- ACTIVITY -
Write out every entry once more, character for character.

- DATA FOR THE TASK -
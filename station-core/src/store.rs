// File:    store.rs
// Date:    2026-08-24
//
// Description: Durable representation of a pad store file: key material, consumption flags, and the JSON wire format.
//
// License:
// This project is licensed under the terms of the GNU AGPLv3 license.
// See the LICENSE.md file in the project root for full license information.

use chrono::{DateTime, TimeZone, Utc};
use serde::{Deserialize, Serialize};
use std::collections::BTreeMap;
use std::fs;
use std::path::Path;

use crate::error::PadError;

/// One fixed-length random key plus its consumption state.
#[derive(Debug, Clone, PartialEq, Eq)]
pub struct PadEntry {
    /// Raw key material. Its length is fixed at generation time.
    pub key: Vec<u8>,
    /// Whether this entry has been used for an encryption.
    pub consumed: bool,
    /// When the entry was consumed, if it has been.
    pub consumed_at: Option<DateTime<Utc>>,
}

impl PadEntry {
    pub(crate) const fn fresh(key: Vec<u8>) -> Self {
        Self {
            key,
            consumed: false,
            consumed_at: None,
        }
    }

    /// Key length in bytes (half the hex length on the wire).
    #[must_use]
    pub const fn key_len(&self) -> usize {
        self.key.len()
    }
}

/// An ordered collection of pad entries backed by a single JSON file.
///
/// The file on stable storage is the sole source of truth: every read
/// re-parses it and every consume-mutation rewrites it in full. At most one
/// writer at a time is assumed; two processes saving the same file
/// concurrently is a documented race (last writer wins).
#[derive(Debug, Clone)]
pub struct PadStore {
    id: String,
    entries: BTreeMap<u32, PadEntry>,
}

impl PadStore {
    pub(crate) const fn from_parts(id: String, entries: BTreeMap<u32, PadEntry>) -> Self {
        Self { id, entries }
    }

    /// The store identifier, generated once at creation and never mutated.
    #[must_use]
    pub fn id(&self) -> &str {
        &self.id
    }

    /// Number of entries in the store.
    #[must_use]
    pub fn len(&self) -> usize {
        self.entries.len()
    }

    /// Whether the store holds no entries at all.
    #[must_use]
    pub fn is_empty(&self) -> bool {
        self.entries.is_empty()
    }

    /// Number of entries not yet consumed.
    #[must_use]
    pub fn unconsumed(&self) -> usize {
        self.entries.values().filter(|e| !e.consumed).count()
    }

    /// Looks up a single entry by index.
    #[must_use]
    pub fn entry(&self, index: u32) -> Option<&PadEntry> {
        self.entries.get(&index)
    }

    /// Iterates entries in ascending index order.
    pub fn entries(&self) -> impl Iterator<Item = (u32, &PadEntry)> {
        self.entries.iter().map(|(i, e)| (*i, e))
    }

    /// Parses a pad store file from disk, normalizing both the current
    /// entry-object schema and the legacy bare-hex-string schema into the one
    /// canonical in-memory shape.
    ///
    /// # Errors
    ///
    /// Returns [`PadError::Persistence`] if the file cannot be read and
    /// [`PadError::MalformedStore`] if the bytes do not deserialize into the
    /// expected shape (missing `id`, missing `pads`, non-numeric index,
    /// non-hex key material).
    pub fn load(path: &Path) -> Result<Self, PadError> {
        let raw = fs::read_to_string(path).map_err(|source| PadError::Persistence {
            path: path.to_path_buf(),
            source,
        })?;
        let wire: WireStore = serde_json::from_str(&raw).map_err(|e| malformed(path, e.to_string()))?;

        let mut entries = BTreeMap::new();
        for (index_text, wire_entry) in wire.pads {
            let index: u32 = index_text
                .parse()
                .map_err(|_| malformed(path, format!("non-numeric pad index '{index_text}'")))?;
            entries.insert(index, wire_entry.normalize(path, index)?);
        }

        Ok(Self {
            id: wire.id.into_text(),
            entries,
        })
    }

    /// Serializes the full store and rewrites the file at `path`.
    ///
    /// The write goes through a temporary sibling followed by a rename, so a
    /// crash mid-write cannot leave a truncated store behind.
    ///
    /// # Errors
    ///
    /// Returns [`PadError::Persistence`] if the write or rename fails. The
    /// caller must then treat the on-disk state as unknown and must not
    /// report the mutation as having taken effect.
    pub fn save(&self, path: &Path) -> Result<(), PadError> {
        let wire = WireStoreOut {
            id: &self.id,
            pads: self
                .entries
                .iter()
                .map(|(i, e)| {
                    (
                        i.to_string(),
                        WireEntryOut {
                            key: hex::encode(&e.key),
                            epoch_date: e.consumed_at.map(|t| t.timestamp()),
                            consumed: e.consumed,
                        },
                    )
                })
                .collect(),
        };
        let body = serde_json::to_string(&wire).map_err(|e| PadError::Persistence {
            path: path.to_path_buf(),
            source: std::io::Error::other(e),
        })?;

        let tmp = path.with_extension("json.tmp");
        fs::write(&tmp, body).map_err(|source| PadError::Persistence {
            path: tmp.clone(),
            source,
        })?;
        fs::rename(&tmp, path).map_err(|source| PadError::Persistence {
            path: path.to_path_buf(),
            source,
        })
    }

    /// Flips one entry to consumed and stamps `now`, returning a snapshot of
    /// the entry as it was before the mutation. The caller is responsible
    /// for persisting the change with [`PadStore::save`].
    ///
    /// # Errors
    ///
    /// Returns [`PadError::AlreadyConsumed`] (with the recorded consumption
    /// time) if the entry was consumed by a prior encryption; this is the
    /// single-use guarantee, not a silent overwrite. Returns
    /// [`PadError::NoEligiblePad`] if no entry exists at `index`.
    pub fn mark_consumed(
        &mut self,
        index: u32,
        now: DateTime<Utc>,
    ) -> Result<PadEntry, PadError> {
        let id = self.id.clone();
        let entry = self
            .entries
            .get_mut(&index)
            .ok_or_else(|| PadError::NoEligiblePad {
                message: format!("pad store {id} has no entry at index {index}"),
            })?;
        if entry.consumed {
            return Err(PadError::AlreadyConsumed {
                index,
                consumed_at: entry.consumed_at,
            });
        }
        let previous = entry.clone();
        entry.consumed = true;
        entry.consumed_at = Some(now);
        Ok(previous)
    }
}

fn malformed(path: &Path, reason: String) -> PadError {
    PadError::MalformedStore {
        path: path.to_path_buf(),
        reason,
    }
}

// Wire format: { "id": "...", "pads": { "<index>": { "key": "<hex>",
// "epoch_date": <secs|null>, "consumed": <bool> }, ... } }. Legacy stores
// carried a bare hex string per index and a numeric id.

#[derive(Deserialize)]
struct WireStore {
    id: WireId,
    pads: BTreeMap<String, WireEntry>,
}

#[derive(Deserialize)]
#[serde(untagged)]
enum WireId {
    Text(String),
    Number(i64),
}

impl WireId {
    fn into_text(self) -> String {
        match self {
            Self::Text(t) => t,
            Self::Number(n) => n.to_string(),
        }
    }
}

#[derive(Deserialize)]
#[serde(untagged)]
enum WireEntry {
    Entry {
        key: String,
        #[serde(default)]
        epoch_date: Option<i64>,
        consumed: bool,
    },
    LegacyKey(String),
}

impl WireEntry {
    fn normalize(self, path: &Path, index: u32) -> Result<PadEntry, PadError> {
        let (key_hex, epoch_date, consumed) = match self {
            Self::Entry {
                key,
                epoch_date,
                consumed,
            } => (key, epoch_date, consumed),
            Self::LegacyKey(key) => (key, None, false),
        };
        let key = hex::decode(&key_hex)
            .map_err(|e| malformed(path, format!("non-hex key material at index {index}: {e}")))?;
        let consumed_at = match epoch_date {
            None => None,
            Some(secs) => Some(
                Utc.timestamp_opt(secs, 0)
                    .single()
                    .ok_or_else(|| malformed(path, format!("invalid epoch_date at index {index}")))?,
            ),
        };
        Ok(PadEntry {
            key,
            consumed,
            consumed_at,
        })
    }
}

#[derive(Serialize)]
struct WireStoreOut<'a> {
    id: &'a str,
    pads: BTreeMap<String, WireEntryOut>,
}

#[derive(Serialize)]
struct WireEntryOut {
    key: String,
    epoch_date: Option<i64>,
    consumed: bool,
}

- COMPLETED TASK -
filename station-core/src/store.rs
// File:    store.rs
// Date:    2026-08-24
//
// Description: Durable representation of a pad store file: key material, consumption flags, and the JSON wire format.
//
// License:
// This project is licensed under the terms of the GNU AGPLv3 license.
// See the LICENSE.md file in the project root for full license information.

use chrono::{DateTime, TimeZone, Utc};
use serde::{Deserialize, Serialize};
use std::collections::BTreeMap;
use std::fs;
use std::path::Path;

use crate::error::PadError;

/// One fixed-length random key plus its consumption state.
#[derive(Debug, Clone, PartialEq, Eq)]
pub struct PadEntry {
    /// Raw key material. Its length is fixed at generation time.
    pub key: Vec<u8>,
    /// Whether this entry has been used for an encryption.
    pub consumed: bool,
    /// When the entry was consumed, if it has been.
    pub consumed_at: Option<DateTime<Utc>>,
}

impl PadEntry {
    pub(crate) const fn fresh(key: Vec<u8>) -> Self {
        Self {
            key,
            consumed: false,
            consumed_at: None,
        }
    }

    /// Key length in bytes (half the hex length on the wire).
    #[must_use]
    pub const fn key_len(&self) -> usize {
        self.key.len()
    }
}

/// An ordered collection of pad entries backed by a single JSON file.
///
/// The file on stable storage is the sole source of truth: every read
/// re-parses it and every consume-mutation rewrites it in full. At most one
/// writer at a time is assumed; two processes saving the same file
/// concurrently is a documented race (last writer wins).
#[derive(Debug, Clone)]
pub struct PadStore {
    id: String,
    entries: BTreeMap<u32, PadEntry>,
}

impl PadStore {
    pub(crate) const fn from_parts(id: String, entries: BTreeMap<u32, PadEntry>) -> Self {
        Self { id, entries }
    }

    /// The store identifier, generated once at creation and never mutated.
    #[must_use]
    pub fn id(&self) -> &str {
        &self.id
    }

    /// Number of entries in the store.
    #[must_use]
    pub fn len(&self) -> usize {
        self.entries.len()
    }

    /// Whether the store holds no entries at all.
    #[must_use]
    pub fn is_empty(&self) -> bool {
        self.entries.is_empty()
    }

    /// Number of entries not yet consumed.
    #[must_use]
    pub fn unconsumed(&self) -> usize {
        self.entries.values().filter(|e| !e.consumed).count()
    }

    /// Looks up a single entry by index.
    #[must_use]
    pub fn entry(&self, index: u32) -> Option<&PadEntry> {
        self.entries.get(&index)
    }

    /// Iterates entries in ascending index order.
    pub fn entries(&self) -> impl Iterator<Item = (u32, &PadEntry)> {
        self.entries.iter().map(|(i, e)| (*i, e))
    }

    /// Parses a pad store file from disk, normalizing both the current
    /// entry-object schema and the legacy bare-hex-string schema into the one
    /// canonical in-memory shape.
    ///
    /// # Errors
    ///
    /// Returns [`PadError::Persistence`] if the file cannot be read and
    /// [`PadError::MalformedStore`] if the bytes do not deserialize into the
    /// expected shape (missing `id`, missing `pads`, non-numeric index,
    /// non-hex key material).
    pub fn load(path: &Path) -> Result<Self, PadError> {
        let raw = fs::read_to_string(path).map_err(|source| PadError::Persistence {
            path: path.to_path_buf(),
            source,
        })?;
        let wire: WireStore = serde_json::from_str(&raw).map_err(|e| malformed(path, e.to_string()))?;

        let mut entries = BTreeMap::new();
        for (index_text, wire_entry) in wire.pads {
            let index: u32 = index_text
                .parse()
                .map_err(|_| malformed(path, format!("non-numeric pad index '{index_text}'")))?;
            entries.insert(index, wire_entry.normalize(path, index)?);
        }

        Ok(Self {
            id: wire.id.into_text(),
            entries,
        })
    }

    /// Serializes the full store and rewrites the file at `path`.
    ///
    /// The write goes through a temporary sibling followed by a rename, so a
    /// crash mid-write cannot leave a truncated store behind.
    ///
    /// # Errors
    ///
    /// Returns [`PadError::Persistence`] if the write or rename fails. The
    /// caller must then treat the on-disk state as unknown and must not
    /// report the mutation as having taken effect.
    pub fn save(&self, path: &Path) -> Result<(), PadError> {
        let wire = WireStoreOut {
            id: &self.id,
            pads: self
                .entries
                .iter()
                .map(|(i, e)| {
                    (
                        i.to_string(),
                        WireEntryOut {
                            key: hex::encode(&e.key),
                            epoch_date: e.consumed_at.map(|t| t.timestamp()),
                            consumed: e.consumed,
                        },
                    )
                })
                .collect(),
        };
        let body = serde_json::to_string(&wire).map_err(|e| PadError::Persistence {
            path: path.to_path_buf(),
            source: std::io::Error::other(e),
        })?;

        let tmp = path.with_extension("json.tmp");
        fs::write(&tmp, body).map_err(|source| PadError::Persistence {
            path: tmp.clone(),
            source,
        })?;
        fs::rename(&tmp, path).map_err(|source| PadError::Persistence {
            path: path.to_path_buf(),
            source,
        })
    }

    /// Flips one entry to consumed and stamps `now`, returning a snapshot of
    /// the entry as it was before the mutation. The caller is responsible
    /// for persisting the change with [`PadStore::save`].
    ///
    /// # Errors
    ///
    /// Returns [`PadError::AlreadyConsumed`] (with the recorded consumption
    /// time) if the entry was consumed by a prior encryption; this is the
    /// single-use guarantee, not a silent overwrite. Returns
    /// [`PadError::NoEligiblePad`] if no entry exists at `index`.
    pub fn mark_consumed(
        &mut self,
        index: u32,
        now: DateTime<Utc>,
    ) -> Result<PadEntry, PadError> {
        let id = self.id.clone();
        let entry = self
            .entries
            .get_mut(&index)
            .ok_or_else(|| PadError::NoEligiblePad {
                message: format!("pad store {id} has no entry at index {index}"),
            })?;
        if entry.consumed {
            return Err(PadError::AlreadyConsumed {
                index,
                consumed_at: entry.consumed_at,
            });
        }
        let previous = entry.clone();
        entry.consumed = true;
        entry.consumed_at = Some(now);
        Ok(previous)
    }
}

fn malformed(path: &Path, reason: String) -> PadError {
    PadError::MalformedStore {
        path: path.to_path_buf(),
        reason,
    }
}

// Wire format: { "id": "...", "pads": { "<index>": { "key": "<hex>",
// "epoch_date": <secs|null>, "consumed": <bool> }, ... } }. Legacy stores
// carried a bare hex string per index and a numeric id.

#[derive(Deserialize)]
struct WireStore {
    id: WireId,
    pads: BTreeMap<String, WireEntry>,
}

#[derive(Deserialize)]
#[serde(untagged)]
enum WireId {
    Text(String),
    Number(i64),
}

impl WireId {
    fn into_text(self) -> String {
        match self {
            Self::Text(t) => t,
            Self::Number(n) => n.to_string(),
        }
    }
}

#[derive(Deserialize)]
#[serde(untagged)]
enum WireEntry {
    Entry {
        key: String,
        #[serde(default)]
        epoch_date: Option<i64>,
        consumed: bool,
    },
    LegacyKey(String),
}

impl WireEntry {
    fn normalize(self, path: &Path, index: u32) -> Result<PadEntry, PadError> {
        let (key_hex, epoch_date, consumed) = match self {
            Self::Entry {
                key,
                epoch_date,
                consumed,
            } => (key, epoch_date, consumed),
            Self::LegacyKey(key) => (key, None, false),
        };
        let key = hex::decode(&key_hex)
            .map_err(|e| malformed(path, format!("non-hex key material at index {index}: {e}")))?;
        let consumed_at = match epoch_date {
            None => None,
            Some(secs) => Some(
                Utc.timestamp_opt(secs, 0)
                    .single()
                    .ok_or_else(|| malformed(path, format!("invalid epoch_date at index {index}")))?,
            ),
        };
        Ok(PadEntry {
            key,
            consumed,
            consumed_at,
        })
    }
}

#[derive(Serialize)]
struct WireStoreOut<'a> {
    id: &'a str,
    pads: BTreeMap<String, WireEntryOut>,
}

#[derive(Serialize)]
struct WireEntryOut {
    key: String,
    epoch_date: Option<i64>,
    consumed: bool,
}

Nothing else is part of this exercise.